SOC 2 CC1 addresses your control environment, of which workflows are a component. Most workflow suites includes predetermined workflows for the most common business tasks, including employee onboarding, offboarding, vendor requests, approvals, renewals, and terminations. It also includes the ability to build, save, and repeat your own customized workflows to match your particular internal processes. When you use Compyl for SOC 2 compliance, all your workflows are documented as exportable logs.
When you decide to undertake a SOC 2 audit, you can easily pull these logs and present them as evidence to your auditors.
SOC 2 CC5: Control Activities As mentioned earlier, the average mid-sized company uses 120 SaaS tools.
That’s a lot of vendors. Lack of visibility into who all these vendors are and how they interact with your company can be grounds for SOC 2 noncompliance. Maintaining unwieldy spreadsheets, while a common standard, fails to capture crucial real-time data regarding your vendors.

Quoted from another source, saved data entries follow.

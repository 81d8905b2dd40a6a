//! Port traits the domain talks to.

pub mod config_port;
pub mod data_port;
pub mod report_port;
//! Condition evaluation against bars and pre-computed indicator values.
//!
//! # Evaluation Semantics
//!
//! - Conditions fold strictly left to right: `acc = c0`, then
//!   `acc = acc AND/OR ci` using `ci.logic`. There is no precedence grouping.
//! - An empty list evaluates to `false`.
//! - `crosses_above`/`crosses_below` require `index >= 1` and return `false` at index 0.
//! - Any NaN operand (indicator in warmup, missing series) makes a condition false.

use std::collections::HashMap;

use crate::domain::bar::Bar;
use crate::domain::indicator::{IndicatorSeries, IndicatorType, IndicatorValue};
use crate::domain::rule::{Comparator, Condition, IndicatorField, IndicatorRef, Logic, Operand};

const EPSILON: f64 = 1e-9;

pub fn evaluate_conditions(
    conditions: &[Condition],
    bars: &[Bar],
    indicators: &HashMap<IndicatorType, IndicatorSeries>,
    index: usize,
) -> bool {
    let Some((first, rest)) = conditions.split_first() else {
        return false;
    };
    let mut acc = evaluate_condition(first, bars, indicators, index);
    for c in rest {
        acc = match c.logic {
            Logic::And => acc && evaluate_condition(c, bars, indicators, index),
            Logic::Or => acc || evaluate_condition(c, bars, indicators, index),
        };
    }
    acc
}

pub fn evaluate_condition(
    condition: &Condition,
    bars: &[Bar],
    indicators: &HashMap<IndicatorType, IndicatorSeries>,
    index: usize,
) -> bool {
    let left = resolve_operand(&condition.left, bars, indicators, index);
    let right = resolve_operand(&condition.right, bars, indicators, index);
    match condition.comparator {
        Comparator::Greater => left > right,
        Comparator::GreaterOrEqual => left >= right,
        Comparator::Less => left < right,
        Comparator::LessOrEqual => left <= right,
        Comparator::Equal => (left - right).abs() < EPSILON,
        Comparator::CrossesAbove | Comparator::CrossesBelow => {
            if index == 0 {
                return false;
            }
            let left_prev = resolve_operand(&condition.left, bars, indicators, index - 1);
            let right_prev = resolve_operand(&condition.right, bars, indicators, index - 1);
            if condition.comparator == Comparator::CrossesAbove {
                crosses_above(left_prev, left, right_prev, right)
            } else {
                crosses_below(left_prev, left, right_prev, right)
            }
        }
    }
}

/// `a` was at or below `b` on the previous bar and is strictly above it now.
pub fn crosses_above(a_prev: f64, a: f64, b_prev: f64, b: f64) -> bool {
    a > b && a_prev <= b_prev
}

/// `a` was at or above `b` on the previous bar and is strictly below it now.
pub fn crosses_below(a_prev: f64, a: f64, b_prev: f64, b: f64) -> bool {
    a < b && a_prev >= b_prev
}

pub fn resolve_operand(
    operand: &Operand,
    bars: &[Bar],
    indicators: &HashMap<IndicatorType, IndicatorSeries>,
    index: usize,
) -> f64 {
    let Some(bar) = bars.get(index) else {
        return f64::NAN;
    };
    match operand {
        Operand::Open => bar.open,
        Operand::High => bar.high,
        Operand::Low => bar.low,
        Operand::Close => bar.close,
        Operand::Volume => bar.volume,
        Operand::Constant(v) => *v,
        Operand::Indicator(ind_ref) => resolve_indicator(ind_ref, indicators, index),
    }
}

pub fn resolve_indicator(
    ind_ref: &IndicatorRef,
    indicators: &HashMap<IndicatorType, IndicatorSeries>,
    index: usize,
) -> f64 {
    indicators
        .get(&ind_ref.indicator_type)
        .and_then(|series| series.values.get(index))
        .filter(|point| point.valid)
        .map_or(f64::NAN, |point| extract_field(&point.value, ind_ref.field))
}

pub fn extract_field(value: &IndicatorValue, field: IndicatorField) -> f64 {
    match (value, field) {
        (IndicatorValue::Simple(v), IndicatorField::Value) => *v,
        (IndicatorValue::Macd { line, .. }, IndicatorField::MacdLine) => *line,
        (IndicatorValue::Macd { signal, .. }, IndicatorField::MacdSignal) => *signal,
        (IndicatorValue::Macd { histogram, .. }, IndicatorField::MacdHistogram) => *histogram,
        (IndicatorValue::Stochastic { k, .. }, IndicatorField::StochasticK) => *k,
        (IndicatorValue::Stochastic { d, .. }, IndicatorField::StochasticD) => *d,
        (IndicatorValue::Bollinger { upper, .. }, IndicatorField::BollingerUpper) => *upper,
        (IndicatorValue::Bollinger { middle, .. }, IndicatorField::BollingerMiddle) => *middle,
        (IndicatorValue::Bollinger { lower, .. }, IndicatorField::BollingerLower) => *lower,
        (IndicatorValue::Adx { adx, .. }, IndicatorField::Adx) => *adx,
        (IndicatorValue::Adx { plus_di, .. }, IndicatorField::PlusDi) => *plus_di,
        (IndicatorValue::Adx { minus_di, .. }, IndicatorField::MinusDi) => *minus_di,
        _ => f64::NAN,
    }
}
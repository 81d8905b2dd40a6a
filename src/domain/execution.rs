//! Fill simulation: spread, slippage, commission, protective levels and
//! intrabar stop/target resolution.
//!
//! Fill conventions:
//! - Every fill is shifted by half the spread plus slippage against the trader:
//!   buys fill higher, sells fill lower.
//! - When a bar touches both the stop and the target, the stop wins.
//! - A stop the bar opened through fills at the open; likewise a target gapped
//!   through fills at the (better) open.

use serde::{Deserialize, Serialize};

use crate::domain::bar::Bar;
use crate::domain::error::ComputationError;
use crate::domain::instrument::Instrument;
use crate::domain::position::{Direction, ExitReason, Position, PositionStatus, Trade};

#[derive(Debug, Clone, Copy, PartialEq, Eq, Default, Serialize, Deserialize)]
#[serde(rename_all = "snake_case")]
pub enum CommissionMode {
    /// `commission_per_lot` is charged on entry and again on exit.
    #[default]
    PerSide,
    /// `commission_per_lot` covers both legs.
    RoundTrip,
}

#[derive(Debug, Clone, Copy, PartialEq, Default, Serialize)]
#[serde(tag = "type", rename_all = "snake_case")]
pub enum StopLoss {
    #[default]
    None,
    FixedPips { pips: f64 },
    AtrMultiple { period: usize, multiplier: f64 },
    Percentage { pct: f64 },
}

#[derive(Debug, Clone, Copy, PartialEq, Default, Serialize)]
#[serde(tag = "type", rename_all = "snake_case")]
pub enum TakeProfit {
    #[default]
    None,
    FixedPips { pips: f64 },
    AtrMultiple { period: usize, multiplier: f64 },
    Percentage { pct: f64 },
    RiskReward { ratio: f64 },
}

/// Trading costs applied to every fill.
#[derive(Debug, Clone, Copy, PartialEq)]
pub struct CostModel<'a> {
    pub instrument: &'a Instrument,
    /// Overrides the per-bar spread when set.
    pub spread_pips: Option<f64>,
    pub slippage_pips: f64,
    pub commission_per_lot: f64,
    pub commission_mode: CommissionMode,
}

impl CostModel<'_> {
    fn half_spread(&self, bar: &Bar) -> f64 {
        let pips = self.spread_pips.or(bar.spread).unwrap_or(0.0);
        self.instrument.pips_to_price(pips) / 2.0
    }

    fn adverse_shift(&self, bar: &Bar) -> f64 {
        self.half_spread(bar) + self.instrument.pips_to_price(self.slippage_pips)
    }

    /// Fill price for opening a position in `direction` at `raw` mid price.
    pub fn entry_fill(&self, direction: Direction, raw: f64, bar: &Bar) -> f64 {
        raw + direction.sign() * self.adverse_shift(bar)
    }

    /// Fill price for closing a position in `direction` at `raw` mid price.
    pub fn exit_fill(&self, direction: Direction, raw: f64, bar: &Bar) -> f64 {
        raw - direction.sign() * self.adverse_shift(bar)
    }

    /// Commission for one leg.
    pub fn commission_per_side(&self, lots: f64) -> f64 {
        match self.commission_mode {
            CommissionMode::PerSide => lots * self.commission_per_lot,
            CommissionMode::RoundTrip => lots * self.commission_per_lot / 2.0,
        }
    }

    /// Monetary value of the configured slippage for one leg.
    pub fn slippage_cost(&self, lots: f64) -> f64 {
        self.slippage_pips * self.instrument.pip_value_per_lot() * lots
    }
}

/// Absolute stop price for a position entered at `entry` in `direction`.
/// `atr` is the ATR value at the signal bar when the stop is ATR based.
pub fn stop_price(
    stop: &StopLoss,
    direction: Direction,
    entry: f64,
    atr: Option<f64>,
    instrument: &Instrument,
) -> Result<Option<f64>, ComputationError> {
    let distance = match *stop {
        StopLoss::None => return Ok(None),
        StopLoss::FixedPips { pips } => instrument.pips_to_price(pips),
        StopLoss::AtrMultiple { period, multiplier } => {
            atr_value(atr, period)? * multiplier
        }
        StopLoss::Percentage { pct } => entry * pct / 100.0,
    };
    Ok(Some(entry - direction.sign() * distance))
}

/// Absolute take-profit price. `RiskReward` uses the stop distance and yields
/// no target when there is no stop distance.
pub fn take_profit_price(
    target: &TakeProfit,
    direction: Direction,
    entry: f64,
    stop: Option<f64>,
    atr: Option<f64>,
    instrument: &Instrument,
) -> Result<Option<f64>, ComputationError> {
    let distance = match *target {
        TakeProfit::None => return Ok(None),
        TakeProfit::FixedPips { pips } => instrument.pips_to_price(pips),
        TakeProfit::AtrMultiple { period, multiplier } => {
            atr_value(atr, period)? * multiplier
        }
        TakeProfit::Percentage { pct } => entry * pct / 100.0,
        TakeProfit::RiskReward { ratio } => {
            let stop_distance = stop.map_or(0.0, |s| (entry - s).abs());
            if stop_distance <= 0.0 {
                return Ok(None);
            }
            stop_distance * ratio
        }
    };
    Ok(Some(entry + direction.sign() * distance))
}

fn atr_value(atr: Option<f64>, period: usize) -> Result<f64, ComputationError> {
    atr.filter(|v| v.is_finite())
        .ok_or(ComputationError::IndicatorUnavailable {
            indicator: format!("ATR({period})"),
        })
}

SOC 2 CC6: Logical and Physical Access Controls While the broader CC6 framework considers both logical and physical access controls, Compyl helps you manage logical access controls. We do this by giving you enhanced visibility of all the third-party apps in use at your organization. App discovery and tracking give you a single source of truth as support for your SOC 2 compliance documentation. Moreover, security monitoring provides ongoing access control data collection crucial to your SaaS security audit compliance. If a new app is added to your organization or there’s a user state change, Compyl captures this data as exportable activity logs.
SOC 2 CC9: Risk Mitigation One of the challenges companies face when creating a risk mitigation plan is the lack of a system of record. A system of record is a single source of truth providing transparent, auditable data about a process within an organization. Organizations using different SaaS products without a point of convergence struggle to create a unified system of record. Compyl solves this by providing a converged system of record comprising an extensive SaaS codex with a robust system of record.
The privacy principle addresses the system’s collection, use, retention, disclosure and disposal of personal information in conformity with an organization’s privacy notice, as well as with criteria set forth in the AICPA’s generally accepted privacy principles (GAPP). Personal identifiable information (PII) refers to details that can distinguish an individual (e.g., name, address, Social Security number). Some personal data related to health, race, sexuality and religion is also considered sensitive and generally requires an extra level of protection. Controls must be put in place to protect all PII from unauthorized access.
Adapt quickly to new industry requirements, expansion, and other needs that affect the organization.
To be able to get all the evidence needed for any audit in a single click is very important and can be a huge time saving for any industry and vertical.
Through this data, you can demonstrate the measures you have taken to modulate logical access control across all your organization’s apps. Using Compyl for SOC 2 compliance gives you a centralized view of all third-party SaaS apps in use in your organization, and tools to help you manage how your personnel interacts with them.
While SOC 2 compliance isn’t a requirement for SaaS and cloud computing vendors, its role in securing your data cannot be overstated.